They also fit some of the P60 dropins that are thread compatible with the pill.

-PG


----------



## alfreddajero (Jun 12, 2010)

So far i have been digging the Aurora SHO34, love the first one i got and had to order another....dont know how cheap you want to go but for an SS light it is very well made.


----------



## sol-leks (Jun 12, 2010)

good call, I've had that guy on my list for a while actually. Really nice looking light.


----------



## march.brown (Jun 13, 2010)

petergunn said:


> I bought "3W Watt CR123 Luxeon LED Flashlight Torch Police black" (ebay 140390188940) for $3.86 (free US ship) some months back.
> 
> Claims 80 lumens - more like 30-40 maybe, but it is brighter than the $1 AA ebay light on the other thread but not much.
> 
> ...


 I'm not worried about the torch being too short for the protected rechargeables as it will only be used with primary 123s ... Just something cheap to leave in the car forever , with a couple of spare batteries.

Not too worried about machining quality or plastic lens either ... At this price , it is almost a throw-away torch ... Also in the car will be my Romisen RC-U4 fitted with three AAA lithium primaries plus my Trustfire F20 (AA) also with a lithium primary battery.

I will just have to wait and see how well (or badly) the cheapie works ... After all , I will always be carrying my two keyrings with their iTP A3s plus my EDC iTP A2.

Perhaps I keep (in the car) and carry (on my person) too many torches. 

If I carry any more torches (and spare batteries) I will need a bigger car.
.


----------



## gcbryan (Jun 13, 2010)

march.brown said:


> I'm not worried about the torch being too short for the protected rechargeables as it will only be used with primary 123s ... Just something cheap to leave in the car forever , with a couple of spare batteries.
> 
> Not too worried about machining quality or plastic lens either ... At this price , it is almost a throw-away torch ... Also in the car will be my Romisen RC-U4 fitted with three AAA lithium primaries plus my Trustfire F20 (AA) also with a lithium primary battery.
> 
> ...



If your car doesn't hurry up and break down some night soon you are going to be disappointed!


----------



## march.brown (Jun 13, 2010)

gcbryan said:


> If your car doesn't hurry up and break down some night soon you are going to be disappointed!

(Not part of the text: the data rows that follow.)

// ============================
// taskvault-backend/src/auth/password.rs
// ============================
//! Password hashing and verification.
use scrypt::{
    password_hash::{PasswordHash, PasswordHasher, PasswordVerifier, SaltString},
    Params, Scrypt,
};
use zeroize::Zeroizing;

use crate::config::PasswordSettings;
use crate::error::{AppError, AppResult};

/// Hash a password using scrypt with the configured cost
pub fn hash_password(plain: &str, settings: &PasswordSettings) -> anyhow::Result<String> {
    let params = Params::new(settings.log_n, settings.r, settings.p, Params::RECOMMENDED_LEN)?;
    let salt = SaltString::encode_b64(&rand::random::<[u8; 16]>())?;
    let hash = Scrypt
        .hash_password_customized(plain.as_bytes(), None, None, params, &salt)?
        .to_string();
    Ok(hash)
}

/// Verify a password against a hash
pub fn verify_password(hash: &str, plain: &str) -> bool {
    let parsed_hash = match PasswordHash::new(hash) {
        Ok(h) => h,
        Err(_) => return false,
    };
    Scrypt.verify_password(plain.as_bytes(), &parsed_hash).is_ok()
}

/// Hash on the blocking pool; the plaintext is wiped once hashed.
pub async fn hash_password_blocking(plain: Zeroizing<String>, settings: PasswordSettings) -> AppResult<String> {
    tokio::task::spawn_blocking(move || hash_password(&plain, &settings))
        .await?
        .map_err(|e| AppError::Internal(format!("password hashing failed: {e}")))
}

/// Verify on the blocking pool.
pub async fn verify_password_blocking(hash: String, plain: Zeroizing<String>) -> AppResult<bool> {
    Ok(tokio::task::spawn_blocking(move || verify_password(&hash, &plain)).await?)
}

#[cfg(test)]
mod tests {
    use super::*;

    fn cheap() -> PasswordSettings {
        PasswordSettings { log_n: 4, r: 8, p: 1 }
    }

    #[test]
    fn test_hash_then_verify() {
        let hash = hash_password("correct horse battery", &cheap()).unwrap();
        assert!(hash.starts_with("$scrypt$"));
        assert!(verify_password(&hash, "correct horse battery"));
        assert!(!verify_password(&hash, "wrong horse battery"));
    }

    #[test]
    fn test_salts_differ() {
        let a = hash_password("same password", &cheap()).unwrap();
        let b = hash_password("same password", &cheap()).unwrap();
        assert_ne!(a, b);
    }

    #[test]
    fn test_garbage_hash_never_verifies() {
        assert!(!verify_password("not-a-phc-string", "anything"));
        assert!(!verify_password("", ""));
    }

    #[tokio::test]
    async fn test_blocking_helpers() {
        let hash = hash_password_blocking(Zeroizing::new("pa55word!".to_string()), cheap())
            .await
            .unwrap();
        assert!(verify_password_blocking(hash.clone(), Zeroizing::new("pa55word!".to_string()))
            .await
            .unwrap());
        assert!(!verify_password_blocking(hash, Zeroizing::new("pa55word?".to_string()))
            .await
            .unwrap());
    }
}
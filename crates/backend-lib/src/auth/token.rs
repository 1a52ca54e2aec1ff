// ============================
// taskvault-backend/src/auth/token.rs
// ============================
//! HS256 bearer tokens (compact JWS).
use std::time::Duration;

use base64::{engine::general_purpose::URL_SAFE_NO_PAD, Engine as _};
use chrono::{DateTime, Utc};
use hmac::{Hmac, Mac};
use serde::{de::DeserializeOwned, Deserialize, Serialize};
use sha2::Sha256;
use thiserror::Error;
use zeroize::Zeroizing;

type HmacSha256 = Hmac<Sha256>;

const ALG: &str = "HS256";

#[derive(Debug, Clone, Serialize, Deserialize, PartialEq, Eq)]
struct Header {
    alg: String,
    typ: String,
}

/// Token claims: the subject user id and the expiry in unix seconds.
#[derive(Debug, Clone, Copy, Serialize, Deserialize, PartialEq, Eq)]
pub struct Claims {
    pub sub: i64,
    pub exp: i64,
}

#[derive(Debug, Error)]
pub enum TokenError {
    #[error("invalid token format")]
    TokenFormat,
    #[error("invalid base64url encoding")]
    Base64,
    #[error("invalid json")]
    Json(#[from] serde_json::Error),
    #[error("unsupported algorithm: {0}")]
    UnsupportedAlg(String),
    #[error("invalid signature")]
    InvalidSignature,
    #[error("token expired")]
    Expired,
    #[error("invalid signing key")]
    Key,
    #[error("token lifetime out of range")]
    Lifetime,
}

fn b64e_json<T: Serialize>(value: &T) -> Result<String, TokenError> {
    let json = serde_json::to_vec(value)?;
    Ok(URL_SAFE_NO_PAD.encode(json))
}

fn b64d_json<T: DeserializeOwned>(s: &str) -> Result<T, TokenError> {
    let bytes = URL_SAFE_NO_PAD.decode(s).map_err(|_| TokenError::Base64)?;
    Ok(serde_json::from_slice(&bytes)?)
}

/// Signs and verifies tokens with one shared secret.
pub struct TokenCodec {
    key: Zeroizing<Vec<u8>>,
    ttl: Duration,
}

impl TokenCodec {
    pub fn new(secret: &str, ttl: Duration) -> Self {
        Self {
            key: Zeroizing::new(secret.as_bytes().to_vec()),
            ttl,
        }
    }

    pub fn ttl(&self) -> Duration {
        self.ttl
    }

    fn mac(&self) -> Result<HmacSha256, TokenError> {
        HmacSha256::new_from_slice(&self.key).map_err(|_| TokenError::Key)
    }

    /// Encode and sign `claims`.
    pub fn sign(&self, claims: &Claims) -> Result<String, TokenError> {
        let header = Header {
            alg: ALG.to_string(),
            typ: "JWT".to_string(),
        };
        let signing_input = format!("{}.{}", b64e_json(&header)?, b64e_json(claims)?);

        let mut mac = self.mac()?;
        mac.update(signing_input.as_bytes());
        let signature = URL_SAFE_NO_PAD.encode(mac.finalize().into_bytes());

        Ok(format!("{signing_input}.{signature}"))
    }

    /// Token for `user_id` expiring one TTL from `now`.
    pub fn issue_at(&self, user_id: i64, now: DateTime<Utc>) -> Result<(String, DateTime<Utc>), TokenError> {
        let expires_at = chrono::Duration::from_std(self.ttl)
            .ok()
            .and_then(|ttl| now.checked_add_signed(ttl))
            .ok_or(TokenError::Lifetime)?;
        let token = self.sign(&Claims {
            sub: user_id,
            exp: expires_at.timestamp(),
        })?;
        Ok((token, expires_at))
    }

    pub fn issue(&self, user_id: i64) -> Result<(String, DateTime<Utc>), TokenError> {
        self.issue_at(user_id, Utc::now())
    }

    /// Check structure, algorithm, signature, claims and expiry, in that order.
    pub fn verify(&self, token: &str, now_unix_seconds: i64) -> Result<Claims, TokenError> {
        let mut parts = token.split('.');
        let header_b64 = parts.next().ok_or(TokenError::TokenFormat)?;
        let claims_b64 = parts.next().ok_or(TokenError::TokenFormat)?;
        let sig_b64 = parts.next().ok_or(TokenError::TokenFormat)?;
        if parts.next().is_some() || header_b64.is_empty() || claims_b64.is_empty() {
            return Err(TokenError::TokenFormat);
        }

        let header: Header = b64d_json(header_b64)?;
        if header.alg != ALG {
            return Err(TokenError::UnsupportedAlg(header.alg));
        }

        let signature = URL_SAFE_NO_PAD
            .decode(sig_b64)
            .map_err(|_| TokenError::Base64)?;
        let mut mac = self.mac()?;
        mac.update(header_b64.as_bytes());
        mac.update(b".");
        mac.update(claims_b64.as_bytes());
        mac.verify_slice(&signature)
            .map_err(|_| TokenError::InvalidSignature)?;

        let claims: Claims = b64d_json(claims_b64)?;
        if claims.exp <= now_unix_seconds {
            return Err(TokenError::Expired);
        }

        Ok(claims)
    }
}

impl std::fmt::Debug for TokenCodec {
    fn fmt(&self, f: &mut std::fmt::Formatter<'_>) -> std::fmt::Result {
        f.debug_struct("TokenCodec")
            .field("key", &"[redacted]")
            .field("ttl", &self.ttl)
            .finish()
    }
}
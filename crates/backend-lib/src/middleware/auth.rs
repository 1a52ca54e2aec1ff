// ============================
// taskvault-backend/src/middleware/auth.rs
// ============================
//! Bearer authentication and the activated-account gate.
use axum::{
    extract::{Request, State},
    http::{header, HeaderValue},
    middleware::Next,
    response::{IntoResponse, Response},
};

use crate::auth::{bearer_token, AuthenticatedUser};
use crate::error::AppError;
use crate::AppState;

/// Resolve the bearer token to a user and attach it to the request.
/// The response varies on `Authorization` whether or not the check passes.
pub async fn require_authenticated_user(
    State(state): State<AppState>,
    mut request: Request,
    next: Next,
) -> Response {
    let resolved = match bearer_token(request.headers()) {
        Ok(token) => state.verifier.verify(token).await,
        Err(e) => Err(e),
    };

    let mut response = match resolved {
        Ok(user) => {
            request.extensions_mut().insert(AuthenticatedUser(user));
            next.run(request).await
        },
        Err(e) => e.into_response(),
    };
    response
        .headers_mut()
        .append(header::VARY, HeaderValue::from_static("Authorization"));
    response
}

/// Requires [`require_authenticated_user`] to have run first.
pub async fn require_activated_user(
    AuthenticatedUser(user): AuthenticatedUser,
    request: Request,
    next: Next,
) -> Result<Response, AppError> {
    if !user.is_activated {
        return Err(AppError::Forbidden(
            "your user account must be activated to access this resource".into(),
        ));
    }
    Ok(next.run(request).await)
}
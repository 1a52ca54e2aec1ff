// ============================
// taskvault-backend/src/cache/expiring.rs
// ============================
//! Keyed store whose entries carry an absolute expiry.
//!
//! Reads never delete. An expired entry stays readable (and is reported as
//! expired) until [`ExpiringStore::sweep`] removes it, either from a test or
//! from the periodic sweeper.
use std::collections::HashMap;
use std::hash::Hash;
use std::sync::{Arc, Weak};
use std::time::Duration;

use parking_lot::RwLock;
use tokio::time::Instant;

use crate::periodic::PeriodicTask;

#[derive(Debug, Clone)]
struct Entry<V> {
    value: V,
    expires_at: Instant,
}

impl<V> Entry<V> {
    fn is_expired(&self, now: Instant) -> bool {
        now >= self.expires_at
    }
}

/// Thread-safe `key → (value, expiry)` map.
#[derive(Debug)]
pub struct ExpiringStore<K, V> {
    entries: RwLock<HashMap<K, Entry<V>>>,
}

impl<K, V> Default for ExpiringStore<K, V>
where
    K: Eq + Hash,
{
    fn default() -> Self {
        Self {
            entries: RwLock::new(HashMap::new()),
        }
    }
}

impl<K, V> ExpiringStore<K, V>
where
    K: Eq + Hash,
    V: Clone,
{
    pub fn new() -> Self {
        Self::default()
    }

    /// Insert or replace the entry for `key`, expiring `ttl` from now.
    pub fn set(&self, key: K, value: V, ttl: Duration) {
        let entry = Entry {
            value,
            expires_at: Instant::now() + ttl,
        };
        self.entries.write().insert(key, entry);
    }

    /// Stored value (if any) and whether it is expired or absent.
    pub fn get(&self, key: &K) -> (Option<V>, bool) {
        let now = Instant::now();
        match self.entries.read().get(key) {
            Some(entry) => (Some(entry.value.clone()), entry.is_expired(now)),
            None => (None, true),
        }
    }

    /// Remove `key`. Absent keys are ignored.
    pub fn clear(&self, key: &K) {
        self.entries.write().remove(key);
    }

    /// Absent and expired keys are indistinguishable here.
    pub fn has_expired(&self, key: &K) -> bool {
        let now = Instant::now();
        self.entries
            .read()
            .get(key)
            .map_or(true, |entry| entry.is_expired(now))
    }

    /// Drop every expired entry, returning how many were removed.
    pub fn sweep(&self) -> usize {
        let now = Instant::now();
        let mut entries = self.entries.write();
        let before = entries.len();
        entries.retain(|_, entry| !entry.is_expired(now));
        before - entries.len()
    }

    /// Raw presence, expired or not.
    pub fn contains_key(&self, key: &K) -> bool {
        self.entries.read().contains_key(key)
    }

    pub fn len(&self) -> usize {
        self.entries.read().len()
    }

    pub fn is_empty(&self) -> bool {
        self.entries.read().is_empty()
    }
}

impl<K, V> ExpiringStore<K, V>
where
    K: Eq + Hash + Send + Sync + 'static,
    V: Clone + Send + Sync + 'static,
{
    /// Start a sweeper for this store. The task only holds a weak reference,
    /// so it never keeps the store alive.
    pub fn spawn_sweeper(self: &Arc<Self>, name: &'static str, every: Duration) -> PeriodicTask {
        let store: Weak<Self> = Arc::downgrade(self);
        PeriodicTask::spawn(name, every, move || {
            store.upgrade().map_or(0, |store| store.sweep())
        })
    }
}
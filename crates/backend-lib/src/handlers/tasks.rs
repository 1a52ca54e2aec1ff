// ============================
// taskvault-backend/src/handlers/tasks.rs
// ============================
//! Task CRUD for the authenticated, activated user.
use axum::{
    extract::{
        rejection::{JsonRejection, PathRejection, QueryRejection},
        Path, Query, State,
    },
    http::StatusCode,
    Json,
};
use taskvault_common::{
    CreateTaskRequest, MessageEnvelope, TaskEnvelope, TaskListEnvelope, TaskListParams,
    UpdateTaskRequest,
};
use tracing::{debug, info, warn};

use super::resource_id;
use crate::auth::AuthenticatedUser;
use crate::error::{AppError, AppResult};
use crate::models::{NewTask, Task, User};
use crate::validation::{task_filter, Validator};
use crate::AppState;

/// Load task `id` and make sure `caller` owns it.
async fn owned_task(state: &AppState, caller: &User, id: i64) -> AppResult<Task> {
    let task = state
        .storage
        .task_by_id(id)
        .await?
        .ok_or_else(|| AppError::NotFound("task not found".into()))?;

    if task.user_id != caller.id {
        warn!(caller = caller.id, task_id = id, "access to another user's task denied");
        return Err(AppError::Forbidden("you can only access your own tasks".into()));
    }
    Ok(task)
}

/// `POST /v1/tasks`
pub async fn create_task(
    State(state): State<AppState>,
    AuthenticatedUser(caller): AuthenticatedUser,
    body: Result<Json<CreateTaskRequest>, JsonRejection>,
) -> AppResult<(StatusCode, Json<TaskEnvelope>)> {
    let Json(input) = body?;

    let mut v = Validator::new();
    v.check_content(input.content.as_deref());
    v.finish()?;

    let task = state
        .storage
        .insert_task(NewTask {
            user_id: caller.id,
            content: input.content.unwrap_or_default(),
        })
        .await?;
    info!(user_id = caller.id, task_id = task.id, "task created");

    Ok((StatusCode::CREATED, Json(TaskEnvelope { task: task.view() })))
}

/// `GET /v1/tasks`
pub async fn list_tasks(
    State(state): State<AppState>,
    AuthenticatedUser(caller): AuthenticatedUser,
    query: Result<Query<TaskListParams>, QueryRejection>,
) -> AppResult<Json<TaskListEnvelope>> {
    let Query(params) = query?;
    let filter = task_filter(&params)?;

    let (tasks, total) = state.storage.tasks_for_user(caller.id, &filter).await?;
    debug!(user_id = caller.id, returned = tasks.len(), total, "tasks listed");

    Ok(Json(TaskListEnvelope {
        tasks: tasks.iter().map(Task::view).collect(),
        total,
    }))
}

/// `GET /v1/tasks/{id}`
pub async fn get_task(
    State(state): State<AppState>,
    AuthenticatedUser(caller): AuthenticatedUser,
    path: Result<Path<i64>, PathRejection>,
) -> AppResult<Json<TaskEnvelope>> {
    let id = resource_id(path)?;
    let task = owned_task(&state, &caller, id).await?;
    Ok(Json(TaskEnvelope { task: task.view() }))
}

/// `PATCH /v1/tasks/{id}`
pub async fn update_task(
    State(state): State<AppState>,
    AuthenticatedUser(caller): AuthenticatedUser,
    path: Result<Path<i64>, PathRejection>,
    body: Result<Json<UpdateTaskRequest>, JsonRejection>,
) -> AppResult<Json<TaskEnvelope>> {
    let id = resource_id(path)?;
    let Json(input) = body?;

    let mut v = Validator::new();
    if let Some(content) = &input.content {
        v.check(!content.trim().is_empty(), "content", "must not be empty");
    }
    v.check(
        input.content.is_some() || input.is_completed.is_some(),
        "content or is_completed",
        "must be provided",
    );
    v.finish()?;

    let mut task = owned_task(&state, &caller, id).await?;
    if let Some(content) = input.content {
        task.content = content;
    }
    if let Some(is_completed) = input.is_completed {
        task.is_completed = is_completed;
    }

    let task = state.mutator.update(task).await?;
    info!(task_id = task.id, version = task.version, "task updated");

    Ok(Json(TaskEnvelope { task: task.view() }))
}

/// `DELETE /v1/tasks/{id}`
pub async fn delete_task(
    State(state): State<AppState>,
    AuthenticatedUser(caller): AuthenticatedUser,
    path: Result<Path<i64>, PathRejection>,
) -> AppResult<Json<MessageEnvelope>> {
    let id = resource_id(path)?;
    owned_task(&state, &caller, id).await?;

    if !state.storage.delete_task(id).await? {
        return Err(AppError::NotFound("task not found".into()));
    }
    info!(task_id = id, "task deleted");

    Ok(Json(MessageEnvelope::new("task deleted successfully")))
}
// ================
// common/src/lib.rs
// ================
//! Common types and structures
//! used for communication between `taskvault` clients and the server.
//! This module defines the JSON request bodies, response envelopes and
//! the public views of users and tasks.

use chrono::{DateTime, Utc};
use serde::{Deserialize, Serialize};

/// Public representation of a user account.
///
/// The password hash and the version counter are server-side only and never
/// appear here.
#[derive(Serialize, Deserialize, Debug, Clone, PartialEq, Eq)]
pub struct UserView {
    pub id: i64,
    pub created_at: DateTime<Utc>,
    pub name: String,
    pub email: String,
    pub is_activated: bool,
}

/// Public representation of a task.
#[derive(Serialize, Deserialize, Debug, Clone, PartialEq, Eq)]
pub struct TaskView {
    pub id: i64,
    pub created_at: DateTime<Utc>,
    pub user_id: i64,
    pub content: String,
    pub is_completed: bool,
}

/// Body of `POST /v1/users`
#[derive(Serialize, Deserialize, Debug, Clone, Default)]
pub struct RegisterRequest {
    #[serde(default)]
    pub name: String,
    #[serde(default)]
    pub email: String,
    #[serde(default)]
    pub password: String,
}

/// Body of `PATCH /v1/users/{id}`. Absent fields are left untouched.
#[derive(Serialize, Deserialize, Debug, Clone, Default)]
pub struct UpdateUserRequest {
    pub name: Option<String>,
    pub email: Option<String>,
    pub password: Option<String>,
}

/// Body of `PUT /v1/users/{id}/activation`
#[derive(Serialize, Deserialize, Debug, Clone, Default)]
pub struct ActivateRequest {
    pub code: Option<i64>,
}

/// Body of `POST /v1/tokens/authentication`
#[derive(Serialize, Deserialize, Debug, Clone, Default)]
pub struct LoginRequest {
    #[serde(default)]
    pub email: String,
    #[serde(default)]
    pub password: String,
}

/// Body of `POST /v1/tasks`
#[derive(Serialize, Deserialize, Debug, Clone, Default)]
pub struct CreateTaskRequest {
    pub content: Option<String>,
}

/// Body of `PATCH /v1/tasks/{id}`
#[derive(Serialize, Deserialize, Debug, Clone, Default)]
pub struct UpdateTaskRequest {
    pub content: Option<String>,
    pub is_completed: Option<bool>,
}

/// Query string of `GET /v1/tasks`.
///
/// Numbers are kept as strings so the server can report a field-level
/// validation error instead of a generic rejection.
#[derive(Serialize, Deserialize, Debug, Clone, Default)]
pub struct TaskListParams {
    pub sort: Option<String>,
    pub page: Option<String>,
    pub page_size: Option<String>,
    pub content: Option<String>,
}

/// `{ "user": ..., "message": ... }`
#[derive(Serialize, Deserialize, Debug, Clone)]
pub struct UserEnvelope {
    pub user: UserView,
    #[serde(skip_serializing_if = "Option::is_none")]
    pub message: Option<String>,
}

/// `{ "task": ... }`
#[derive(Serialize, Deserialize, Debug, Clone)]
pub struct TaskEnvelope {
    pub task: TaskView,
}

/// `{ "tasks": [...], "total": n }`
#[derive(Serialize, Deserialize, Debug, Clone)]
pub struct TaskListEnvelope {
    pub tasks: Vec<TaskView>,
    pub total: i64,
}

/// Issued bearer token and its absolute expiry.
#[derive(Serialize, Deserialize, Debug, Clone)]
pub struct TokenEnvelope {
    pub token: String,
    pub expires_at: DateTime<Utc>,
}

/// Plain `{ "message": ... }` response.
#[derive(Serialize, Deserialize, Debug, Clone, PartialEq, Eq)]
pub struct MessageEnvelope {
    pub message: String,
}

impl MessageEnvelope {
    pub fn new(message: impl Into<String>) -> Self {
        Self {
            message: message.into(),
        }
    }
}

/// Response of `GET /v1/healthcheck`
#[derive(Serialize, Deserialize, Debug, Clone, PartialEq, Eq)]
pub struct HealthStatus {
    pub status: String,
    pub environment: String,
    pub version: String,
}

#[cfg(test)]
mod tests {
    use super::*;

    #[test]
    fn test_update_request_missing_fields_are_none() {
        let req: UpdateTaskRequest = serde_json::from_str(r#"{"is_completed": true}"#).unwrap();
        assert!(req.content.is_none());
        assert_eq!(req.is_completed, Some(true));
    }

    #[test]
    fn test_user_envelope_omits_empty_message() {
        let envelope = UserEnvelope {
            user: UserView {
                id: 1,
                created_at: Utc::now(),
                name: "Ada".to_string(),
                email: "ada@example.com".to_string(),
                is_activated: false,
            },
            message: None,
        };
        let json = serde_json::to_value(&envelope).unwrap();
        assert!(json.get("message").is_none());
        assert_eq!(json["user"]["email"], "ada@example.com");
        assert!(json["user"].get("password_hash").is_none());
    }
}
// ============================
// taskvault-backend/src/handlers/health.rs
// ============================
use axum::{extract::State, Json};
use taskvault_common::HealthStatus;

use crate::{error::AppResult, AppState};

/// `GET /v1/healthcheck`
pub async fn healthcheck(State(state): State<AppState>) -> AppResult<Json<HealthStatus>> {
    state.storage.ping().await?;
    Ok(Json(HealthStatus {
        status: "available".to_string(),
        environment: state.settings.environment.clone(),
        version: env!("CARGO_PKG_VERSION").to_string(),
    }))
}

 Hondas don't break down but there again neither did any of my SAABs ... I had SAABs for over thirty years too ... This is my third Honda and it is now only three years old ... But if it does break down , I hope it will wait till all my cheap torches have arrived.
.


----------



## mcnair55 (Jun 13, 2010)

sol-leks said:


> I decided to start a new thread on this but it is an extension of the 1 dollar ebay light thread.
> 
> I have bought a number of surprisingly nice 1xAA lights recently and I thought I would gamble on a cheapo cr123 light next. I was thinking something under 10 bucks.
> 
> ...



I am going to give this one a go from shingingbeam RC C3

**33% brighter than the regular model and now uses a Premium WC tint XR-E Q5**

*Constant brightness: UP to 200 Lumens
*Water Resistant 
*Aluminum Casing 
*Uses one CR123A 
*Compatible with most 3.7V RCR123A but not recommended by manufacturer
*Aluminum Reflector 
*Textured Reflector (OP) 
*Glass Lens 
*Twisty switch for on and off

Dimensions: 2.91 in x 0.83 in x 0.83 in
Weight: 1.38 oz

Promised myself next purchase was going to be a AA cell but!


----------



## shark_za (Jun 14, 2010)

My best budget CR123 light is the Romisen RC-F4. 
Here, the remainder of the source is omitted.